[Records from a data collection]
┌──

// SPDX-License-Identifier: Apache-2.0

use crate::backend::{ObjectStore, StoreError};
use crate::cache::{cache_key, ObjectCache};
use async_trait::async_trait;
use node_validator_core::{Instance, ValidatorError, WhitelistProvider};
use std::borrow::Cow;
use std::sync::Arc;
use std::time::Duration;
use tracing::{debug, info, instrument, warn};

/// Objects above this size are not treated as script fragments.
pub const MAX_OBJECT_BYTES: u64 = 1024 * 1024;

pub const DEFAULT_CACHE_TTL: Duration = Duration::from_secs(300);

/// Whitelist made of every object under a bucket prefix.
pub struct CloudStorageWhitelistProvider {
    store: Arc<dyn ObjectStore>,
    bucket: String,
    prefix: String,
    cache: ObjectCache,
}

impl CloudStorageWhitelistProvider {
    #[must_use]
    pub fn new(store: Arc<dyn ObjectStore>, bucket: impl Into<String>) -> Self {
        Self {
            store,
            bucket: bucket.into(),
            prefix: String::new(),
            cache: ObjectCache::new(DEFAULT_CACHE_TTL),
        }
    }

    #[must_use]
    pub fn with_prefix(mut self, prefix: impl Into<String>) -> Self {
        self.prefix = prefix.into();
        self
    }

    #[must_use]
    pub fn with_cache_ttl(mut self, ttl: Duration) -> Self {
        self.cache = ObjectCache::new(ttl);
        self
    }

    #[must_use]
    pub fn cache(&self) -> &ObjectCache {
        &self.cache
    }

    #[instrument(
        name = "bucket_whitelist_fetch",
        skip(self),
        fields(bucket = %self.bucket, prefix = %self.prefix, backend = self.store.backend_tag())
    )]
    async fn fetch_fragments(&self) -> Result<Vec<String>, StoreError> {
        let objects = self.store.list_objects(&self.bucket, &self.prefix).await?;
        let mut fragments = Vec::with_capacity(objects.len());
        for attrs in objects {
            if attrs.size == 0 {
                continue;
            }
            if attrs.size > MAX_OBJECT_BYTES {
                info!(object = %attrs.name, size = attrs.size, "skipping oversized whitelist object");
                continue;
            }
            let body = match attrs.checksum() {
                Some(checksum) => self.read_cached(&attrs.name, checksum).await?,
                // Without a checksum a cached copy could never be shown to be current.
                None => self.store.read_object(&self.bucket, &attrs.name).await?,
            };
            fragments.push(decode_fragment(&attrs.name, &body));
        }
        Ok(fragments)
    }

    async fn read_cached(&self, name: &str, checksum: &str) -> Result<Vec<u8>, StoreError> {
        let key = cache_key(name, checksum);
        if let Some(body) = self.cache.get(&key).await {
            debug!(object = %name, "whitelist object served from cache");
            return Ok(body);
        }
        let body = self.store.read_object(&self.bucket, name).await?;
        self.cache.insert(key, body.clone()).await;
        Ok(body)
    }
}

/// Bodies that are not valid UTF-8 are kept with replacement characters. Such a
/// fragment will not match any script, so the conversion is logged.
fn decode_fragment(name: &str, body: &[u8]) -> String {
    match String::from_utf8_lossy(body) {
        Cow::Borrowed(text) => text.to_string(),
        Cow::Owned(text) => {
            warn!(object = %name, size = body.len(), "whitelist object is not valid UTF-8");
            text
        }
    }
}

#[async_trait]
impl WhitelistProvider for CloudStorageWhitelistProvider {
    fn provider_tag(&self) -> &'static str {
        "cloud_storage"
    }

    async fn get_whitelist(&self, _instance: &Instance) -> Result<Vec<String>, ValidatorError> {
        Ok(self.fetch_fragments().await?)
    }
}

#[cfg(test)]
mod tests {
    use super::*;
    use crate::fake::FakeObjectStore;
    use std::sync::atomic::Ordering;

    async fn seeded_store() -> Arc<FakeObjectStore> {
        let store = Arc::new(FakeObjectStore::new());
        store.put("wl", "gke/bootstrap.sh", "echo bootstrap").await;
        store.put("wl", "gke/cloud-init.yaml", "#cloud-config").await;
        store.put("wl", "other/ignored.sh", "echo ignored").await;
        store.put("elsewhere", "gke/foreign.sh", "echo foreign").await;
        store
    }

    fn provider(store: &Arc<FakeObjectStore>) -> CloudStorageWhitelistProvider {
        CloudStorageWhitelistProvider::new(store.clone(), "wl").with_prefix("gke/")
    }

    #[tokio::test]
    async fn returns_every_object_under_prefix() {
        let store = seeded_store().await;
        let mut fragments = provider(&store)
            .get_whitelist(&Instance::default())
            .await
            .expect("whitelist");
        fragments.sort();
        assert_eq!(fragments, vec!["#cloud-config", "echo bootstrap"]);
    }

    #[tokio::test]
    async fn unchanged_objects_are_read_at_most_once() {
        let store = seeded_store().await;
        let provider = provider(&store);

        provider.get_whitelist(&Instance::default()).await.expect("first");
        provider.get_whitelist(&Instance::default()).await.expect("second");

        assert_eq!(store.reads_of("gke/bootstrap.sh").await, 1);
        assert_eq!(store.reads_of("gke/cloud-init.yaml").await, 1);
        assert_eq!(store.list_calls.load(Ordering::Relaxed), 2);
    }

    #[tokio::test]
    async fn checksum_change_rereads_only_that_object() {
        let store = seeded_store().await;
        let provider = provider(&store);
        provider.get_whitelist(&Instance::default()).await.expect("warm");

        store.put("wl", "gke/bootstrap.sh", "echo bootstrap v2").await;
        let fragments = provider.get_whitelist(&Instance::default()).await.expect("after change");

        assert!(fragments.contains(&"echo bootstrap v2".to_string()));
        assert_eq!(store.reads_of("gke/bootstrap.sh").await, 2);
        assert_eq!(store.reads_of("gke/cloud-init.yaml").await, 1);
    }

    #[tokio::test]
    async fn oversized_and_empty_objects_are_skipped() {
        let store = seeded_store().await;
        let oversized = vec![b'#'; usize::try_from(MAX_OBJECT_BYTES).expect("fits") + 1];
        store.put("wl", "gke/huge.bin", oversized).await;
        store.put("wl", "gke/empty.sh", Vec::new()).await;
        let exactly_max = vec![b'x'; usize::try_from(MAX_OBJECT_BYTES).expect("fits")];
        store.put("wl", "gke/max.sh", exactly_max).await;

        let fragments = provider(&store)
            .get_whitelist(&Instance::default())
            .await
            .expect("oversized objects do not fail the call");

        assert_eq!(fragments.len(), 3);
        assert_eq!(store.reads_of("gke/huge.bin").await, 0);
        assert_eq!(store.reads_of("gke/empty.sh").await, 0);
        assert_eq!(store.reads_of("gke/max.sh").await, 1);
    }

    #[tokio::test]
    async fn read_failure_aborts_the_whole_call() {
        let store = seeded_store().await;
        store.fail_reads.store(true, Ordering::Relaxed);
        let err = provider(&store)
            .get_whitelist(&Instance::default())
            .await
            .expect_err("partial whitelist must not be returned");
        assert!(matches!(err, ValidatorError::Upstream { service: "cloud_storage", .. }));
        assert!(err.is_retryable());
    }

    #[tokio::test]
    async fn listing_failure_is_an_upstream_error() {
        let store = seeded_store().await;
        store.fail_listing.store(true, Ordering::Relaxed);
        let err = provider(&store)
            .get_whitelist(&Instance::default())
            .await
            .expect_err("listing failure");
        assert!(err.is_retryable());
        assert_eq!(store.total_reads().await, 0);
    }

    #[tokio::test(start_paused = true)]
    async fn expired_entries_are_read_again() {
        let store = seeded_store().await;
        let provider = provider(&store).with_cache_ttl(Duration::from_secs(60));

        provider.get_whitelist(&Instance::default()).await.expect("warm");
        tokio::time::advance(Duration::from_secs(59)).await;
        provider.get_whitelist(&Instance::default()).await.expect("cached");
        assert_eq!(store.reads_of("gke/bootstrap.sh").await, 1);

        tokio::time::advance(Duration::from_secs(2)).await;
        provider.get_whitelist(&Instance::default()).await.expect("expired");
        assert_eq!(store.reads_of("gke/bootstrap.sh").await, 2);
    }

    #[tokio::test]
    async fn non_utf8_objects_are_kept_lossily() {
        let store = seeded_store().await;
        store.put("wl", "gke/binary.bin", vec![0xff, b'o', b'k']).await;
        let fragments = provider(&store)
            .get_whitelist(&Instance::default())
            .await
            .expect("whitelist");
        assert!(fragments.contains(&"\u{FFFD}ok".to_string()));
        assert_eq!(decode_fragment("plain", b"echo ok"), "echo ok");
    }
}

└──

:: PROBLEM DETAILS ::
Please return the lines above exactly, from the first one down to the line with "use std::time::Duration;", and stop after that line.

:: FINAL ANSWER ::
// SPDX-License-Identifier: Apache-2.0

use crate::backend::{ObjectStore, StoreError};
use crate::cache::{cache_key, ObjectCache};
use async_trait::async_trait;
use node_validator_core::{Instance, ValidatorError, WhitelistProvider};
use std::borrow::Cow;
use std::sync::Arc;
use std::time::Duration;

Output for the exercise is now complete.